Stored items
= = = = = = =

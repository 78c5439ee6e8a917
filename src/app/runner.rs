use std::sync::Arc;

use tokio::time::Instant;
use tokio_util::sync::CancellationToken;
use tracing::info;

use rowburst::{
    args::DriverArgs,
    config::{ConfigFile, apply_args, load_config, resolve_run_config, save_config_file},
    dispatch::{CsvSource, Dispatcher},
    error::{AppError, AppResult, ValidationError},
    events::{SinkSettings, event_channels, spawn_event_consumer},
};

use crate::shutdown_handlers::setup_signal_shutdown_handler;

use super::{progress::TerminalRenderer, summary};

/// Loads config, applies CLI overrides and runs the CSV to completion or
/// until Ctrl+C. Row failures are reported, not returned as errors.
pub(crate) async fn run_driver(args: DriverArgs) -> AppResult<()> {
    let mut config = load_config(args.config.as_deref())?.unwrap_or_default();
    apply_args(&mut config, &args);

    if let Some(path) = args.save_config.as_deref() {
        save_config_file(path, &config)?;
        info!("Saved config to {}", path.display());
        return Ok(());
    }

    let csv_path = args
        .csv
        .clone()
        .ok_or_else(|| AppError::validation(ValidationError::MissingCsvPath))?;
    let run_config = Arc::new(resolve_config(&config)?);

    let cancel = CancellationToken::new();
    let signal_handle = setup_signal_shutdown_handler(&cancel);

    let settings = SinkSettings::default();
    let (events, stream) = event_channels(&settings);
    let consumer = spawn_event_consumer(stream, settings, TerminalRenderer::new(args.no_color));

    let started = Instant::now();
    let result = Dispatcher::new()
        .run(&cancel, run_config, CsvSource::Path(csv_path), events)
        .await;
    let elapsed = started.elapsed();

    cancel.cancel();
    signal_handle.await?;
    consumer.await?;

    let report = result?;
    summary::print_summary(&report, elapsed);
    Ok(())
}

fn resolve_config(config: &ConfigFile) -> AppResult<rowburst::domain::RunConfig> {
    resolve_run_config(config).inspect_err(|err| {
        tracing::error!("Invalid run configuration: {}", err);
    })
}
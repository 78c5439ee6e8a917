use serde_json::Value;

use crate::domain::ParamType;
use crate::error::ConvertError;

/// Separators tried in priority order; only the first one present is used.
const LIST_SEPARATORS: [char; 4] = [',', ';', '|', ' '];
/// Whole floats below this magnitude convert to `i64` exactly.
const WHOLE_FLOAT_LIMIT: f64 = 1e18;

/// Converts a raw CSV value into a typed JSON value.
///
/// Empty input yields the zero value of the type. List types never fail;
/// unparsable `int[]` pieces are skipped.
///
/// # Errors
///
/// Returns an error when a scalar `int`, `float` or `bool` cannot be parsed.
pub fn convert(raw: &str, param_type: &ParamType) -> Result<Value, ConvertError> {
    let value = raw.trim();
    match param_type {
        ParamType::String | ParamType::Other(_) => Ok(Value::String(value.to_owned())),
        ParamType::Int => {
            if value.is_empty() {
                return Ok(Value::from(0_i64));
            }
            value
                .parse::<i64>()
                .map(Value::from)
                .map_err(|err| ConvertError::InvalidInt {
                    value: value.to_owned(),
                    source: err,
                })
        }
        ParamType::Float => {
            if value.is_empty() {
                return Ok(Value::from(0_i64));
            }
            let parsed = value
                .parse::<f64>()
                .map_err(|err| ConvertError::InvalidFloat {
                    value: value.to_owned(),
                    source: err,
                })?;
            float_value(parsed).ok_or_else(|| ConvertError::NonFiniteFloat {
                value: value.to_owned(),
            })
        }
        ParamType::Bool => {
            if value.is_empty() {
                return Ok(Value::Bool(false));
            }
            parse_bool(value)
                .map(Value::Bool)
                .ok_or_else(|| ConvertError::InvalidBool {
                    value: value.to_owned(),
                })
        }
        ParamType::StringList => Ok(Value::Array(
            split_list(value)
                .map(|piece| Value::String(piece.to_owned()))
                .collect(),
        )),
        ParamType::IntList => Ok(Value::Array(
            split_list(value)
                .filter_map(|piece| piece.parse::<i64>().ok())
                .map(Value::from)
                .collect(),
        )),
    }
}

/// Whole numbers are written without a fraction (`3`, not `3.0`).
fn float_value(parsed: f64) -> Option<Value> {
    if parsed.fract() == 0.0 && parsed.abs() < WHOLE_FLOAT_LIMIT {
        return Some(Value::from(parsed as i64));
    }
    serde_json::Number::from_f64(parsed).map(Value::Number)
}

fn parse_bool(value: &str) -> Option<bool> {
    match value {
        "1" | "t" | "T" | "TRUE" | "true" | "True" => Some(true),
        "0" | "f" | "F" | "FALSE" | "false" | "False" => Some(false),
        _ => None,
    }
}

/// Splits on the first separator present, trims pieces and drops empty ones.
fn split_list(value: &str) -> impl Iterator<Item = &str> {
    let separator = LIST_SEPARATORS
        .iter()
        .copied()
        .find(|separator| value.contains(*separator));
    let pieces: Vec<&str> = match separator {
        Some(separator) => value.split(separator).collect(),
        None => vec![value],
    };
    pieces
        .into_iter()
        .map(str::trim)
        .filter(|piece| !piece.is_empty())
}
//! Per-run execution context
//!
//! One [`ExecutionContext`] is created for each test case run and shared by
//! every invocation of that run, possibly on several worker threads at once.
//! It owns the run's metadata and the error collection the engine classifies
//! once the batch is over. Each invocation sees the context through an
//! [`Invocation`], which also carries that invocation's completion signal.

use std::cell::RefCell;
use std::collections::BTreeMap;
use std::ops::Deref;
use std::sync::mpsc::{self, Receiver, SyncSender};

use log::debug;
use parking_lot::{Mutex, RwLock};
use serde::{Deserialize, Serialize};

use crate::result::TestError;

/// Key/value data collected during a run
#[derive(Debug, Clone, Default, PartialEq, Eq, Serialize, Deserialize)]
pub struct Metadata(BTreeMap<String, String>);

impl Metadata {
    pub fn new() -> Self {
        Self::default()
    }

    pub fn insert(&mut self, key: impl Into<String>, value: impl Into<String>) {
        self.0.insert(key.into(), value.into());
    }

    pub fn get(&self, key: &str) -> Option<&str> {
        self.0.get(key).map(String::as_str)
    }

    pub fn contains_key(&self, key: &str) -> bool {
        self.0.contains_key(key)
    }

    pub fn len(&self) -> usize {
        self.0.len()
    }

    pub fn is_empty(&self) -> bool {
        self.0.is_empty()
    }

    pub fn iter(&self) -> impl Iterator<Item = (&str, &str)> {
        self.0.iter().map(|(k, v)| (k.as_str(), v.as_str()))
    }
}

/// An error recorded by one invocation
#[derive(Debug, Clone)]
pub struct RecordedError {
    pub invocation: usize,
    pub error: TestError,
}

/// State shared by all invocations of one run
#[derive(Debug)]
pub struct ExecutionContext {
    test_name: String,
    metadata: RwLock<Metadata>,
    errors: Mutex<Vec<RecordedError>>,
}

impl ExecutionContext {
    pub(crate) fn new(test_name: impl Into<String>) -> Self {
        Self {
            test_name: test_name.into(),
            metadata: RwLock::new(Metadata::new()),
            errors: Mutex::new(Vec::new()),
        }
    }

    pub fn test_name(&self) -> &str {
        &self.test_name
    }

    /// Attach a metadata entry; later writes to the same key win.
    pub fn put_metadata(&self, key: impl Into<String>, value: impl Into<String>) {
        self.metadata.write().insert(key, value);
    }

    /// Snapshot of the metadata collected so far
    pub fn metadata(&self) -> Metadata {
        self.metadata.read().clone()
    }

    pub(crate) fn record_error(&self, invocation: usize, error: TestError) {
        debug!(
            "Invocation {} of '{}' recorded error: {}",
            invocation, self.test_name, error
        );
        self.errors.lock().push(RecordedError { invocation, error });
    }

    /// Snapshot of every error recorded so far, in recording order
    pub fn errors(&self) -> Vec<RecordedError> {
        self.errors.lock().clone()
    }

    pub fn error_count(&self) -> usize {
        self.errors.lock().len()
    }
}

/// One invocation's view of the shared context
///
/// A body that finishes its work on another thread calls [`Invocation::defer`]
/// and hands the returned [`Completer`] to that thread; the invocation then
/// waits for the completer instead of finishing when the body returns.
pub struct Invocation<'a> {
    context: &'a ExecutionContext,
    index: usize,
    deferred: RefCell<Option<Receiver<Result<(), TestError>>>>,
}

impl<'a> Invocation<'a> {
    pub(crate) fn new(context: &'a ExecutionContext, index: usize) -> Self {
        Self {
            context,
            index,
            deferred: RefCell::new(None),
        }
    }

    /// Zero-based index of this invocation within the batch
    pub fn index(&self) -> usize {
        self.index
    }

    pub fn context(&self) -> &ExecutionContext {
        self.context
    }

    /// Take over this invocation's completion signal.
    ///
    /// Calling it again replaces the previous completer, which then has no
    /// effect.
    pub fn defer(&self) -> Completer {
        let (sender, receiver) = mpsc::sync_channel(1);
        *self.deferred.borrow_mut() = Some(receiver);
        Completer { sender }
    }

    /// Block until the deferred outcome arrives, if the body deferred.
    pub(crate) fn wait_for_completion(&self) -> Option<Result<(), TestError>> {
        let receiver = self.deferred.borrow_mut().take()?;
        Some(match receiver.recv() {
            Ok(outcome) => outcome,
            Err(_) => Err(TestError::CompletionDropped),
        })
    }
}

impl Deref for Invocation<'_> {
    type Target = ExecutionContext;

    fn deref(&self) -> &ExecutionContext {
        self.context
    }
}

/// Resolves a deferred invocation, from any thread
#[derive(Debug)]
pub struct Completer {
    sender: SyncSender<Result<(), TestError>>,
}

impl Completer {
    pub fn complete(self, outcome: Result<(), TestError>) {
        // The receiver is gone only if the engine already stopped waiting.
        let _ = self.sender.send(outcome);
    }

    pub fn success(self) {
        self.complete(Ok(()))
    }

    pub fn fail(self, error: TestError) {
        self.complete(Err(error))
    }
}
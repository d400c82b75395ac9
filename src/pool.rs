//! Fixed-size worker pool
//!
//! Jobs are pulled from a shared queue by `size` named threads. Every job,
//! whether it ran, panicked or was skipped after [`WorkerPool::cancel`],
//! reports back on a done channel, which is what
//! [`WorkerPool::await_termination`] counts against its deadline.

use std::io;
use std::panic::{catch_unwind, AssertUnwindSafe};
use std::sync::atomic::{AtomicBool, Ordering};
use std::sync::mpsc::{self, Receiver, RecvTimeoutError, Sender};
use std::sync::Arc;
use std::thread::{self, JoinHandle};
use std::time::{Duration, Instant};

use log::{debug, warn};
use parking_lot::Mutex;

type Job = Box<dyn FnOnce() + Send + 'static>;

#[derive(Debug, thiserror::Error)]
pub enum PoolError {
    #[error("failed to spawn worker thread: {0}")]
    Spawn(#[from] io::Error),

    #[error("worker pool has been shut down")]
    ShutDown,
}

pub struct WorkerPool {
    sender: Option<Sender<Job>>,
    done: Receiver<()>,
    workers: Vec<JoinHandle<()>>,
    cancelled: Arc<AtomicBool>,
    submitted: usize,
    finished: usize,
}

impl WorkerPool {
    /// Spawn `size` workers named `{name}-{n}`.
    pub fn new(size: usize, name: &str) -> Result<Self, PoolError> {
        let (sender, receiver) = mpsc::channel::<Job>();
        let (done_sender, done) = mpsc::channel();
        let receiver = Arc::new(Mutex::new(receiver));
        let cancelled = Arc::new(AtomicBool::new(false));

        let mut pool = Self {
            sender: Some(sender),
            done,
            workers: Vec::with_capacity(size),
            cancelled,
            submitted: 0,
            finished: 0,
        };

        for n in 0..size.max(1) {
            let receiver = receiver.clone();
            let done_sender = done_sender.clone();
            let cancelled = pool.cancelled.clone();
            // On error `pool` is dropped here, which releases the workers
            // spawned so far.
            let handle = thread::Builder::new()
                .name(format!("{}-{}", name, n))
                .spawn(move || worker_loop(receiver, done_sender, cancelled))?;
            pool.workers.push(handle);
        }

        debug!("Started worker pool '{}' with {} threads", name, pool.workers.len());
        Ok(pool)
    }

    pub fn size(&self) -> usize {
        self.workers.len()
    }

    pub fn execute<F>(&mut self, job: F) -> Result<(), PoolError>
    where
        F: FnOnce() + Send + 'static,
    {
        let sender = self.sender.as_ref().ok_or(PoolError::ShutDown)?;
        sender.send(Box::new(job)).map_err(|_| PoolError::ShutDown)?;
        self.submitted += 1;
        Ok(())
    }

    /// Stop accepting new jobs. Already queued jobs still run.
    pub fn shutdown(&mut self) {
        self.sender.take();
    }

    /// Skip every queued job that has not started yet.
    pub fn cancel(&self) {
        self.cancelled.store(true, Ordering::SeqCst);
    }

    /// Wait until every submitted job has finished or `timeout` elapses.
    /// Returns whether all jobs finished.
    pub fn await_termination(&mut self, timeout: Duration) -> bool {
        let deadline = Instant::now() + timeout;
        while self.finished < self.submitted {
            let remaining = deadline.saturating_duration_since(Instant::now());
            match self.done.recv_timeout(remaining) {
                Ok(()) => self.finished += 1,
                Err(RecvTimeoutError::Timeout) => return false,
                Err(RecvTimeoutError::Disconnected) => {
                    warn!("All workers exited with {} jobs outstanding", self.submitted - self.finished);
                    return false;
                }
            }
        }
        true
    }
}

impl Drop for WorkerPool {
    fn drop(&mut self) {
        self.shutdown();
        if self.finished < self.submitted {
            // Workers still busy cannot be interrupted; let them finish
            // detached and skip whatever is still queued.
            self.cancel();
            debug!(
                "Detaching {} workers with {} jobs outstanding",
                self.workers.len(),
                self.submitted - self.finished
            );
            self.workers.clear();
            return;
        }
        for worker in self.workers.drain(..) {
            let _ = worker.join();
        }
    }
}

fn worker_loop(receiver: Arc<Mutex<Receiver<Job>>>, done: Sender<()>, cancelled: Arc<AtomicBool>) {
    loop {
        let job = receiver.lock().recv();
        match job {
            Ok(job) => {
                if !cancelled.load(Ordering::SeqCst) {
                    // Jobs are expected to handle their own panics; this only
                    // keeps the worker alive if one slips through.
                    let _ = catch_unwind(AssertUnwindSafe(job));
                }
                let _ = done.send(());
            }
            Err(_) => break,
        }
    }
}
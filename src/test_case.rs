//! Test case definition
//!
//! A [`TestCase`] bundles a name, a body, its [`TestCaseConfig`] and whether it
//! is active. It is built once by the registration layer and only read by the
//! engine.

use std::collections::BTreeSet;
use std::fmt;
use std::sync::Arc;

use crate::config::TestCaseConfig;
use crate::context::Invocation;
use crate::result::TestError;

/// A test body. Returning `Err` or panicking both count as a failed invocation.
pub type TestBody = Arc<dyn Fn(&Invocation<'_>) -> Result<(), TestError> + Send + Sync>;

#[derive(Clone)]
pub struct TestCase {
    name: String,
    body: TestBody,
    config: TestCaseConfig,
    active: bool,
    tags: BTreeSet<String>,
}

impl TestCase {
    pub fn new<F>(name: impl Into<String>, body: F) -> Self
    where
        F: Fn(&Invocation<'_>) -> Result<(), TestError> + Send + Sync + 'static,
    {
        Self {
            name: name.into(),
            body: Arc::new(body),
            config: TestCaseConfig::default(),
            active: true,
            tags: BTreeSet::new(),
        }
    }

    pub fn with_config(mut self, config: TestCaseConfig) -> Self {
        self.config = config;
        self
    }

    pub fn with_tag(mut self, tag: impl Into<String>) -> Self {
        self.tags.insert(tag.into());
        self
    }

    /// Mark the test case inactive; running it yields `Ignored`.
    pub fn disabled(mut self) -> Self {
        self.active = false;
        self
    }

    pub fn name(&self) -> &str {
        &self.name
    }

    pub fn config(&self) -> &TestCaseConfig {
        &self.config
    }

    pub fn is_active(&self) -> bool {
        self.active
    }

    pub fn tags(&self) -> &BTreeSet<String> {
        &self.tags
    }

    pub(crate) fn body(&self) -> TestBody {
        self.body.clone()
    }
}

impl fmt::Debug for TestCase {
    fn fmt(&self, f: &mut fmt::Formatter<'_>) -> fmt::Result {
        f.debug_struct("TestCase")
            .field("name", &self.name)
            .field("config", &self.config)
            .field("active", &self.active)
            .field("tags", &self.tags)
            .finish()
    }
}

= = = = = = =

Within the records, count the lines that include the word "match". Answer with the number only.

6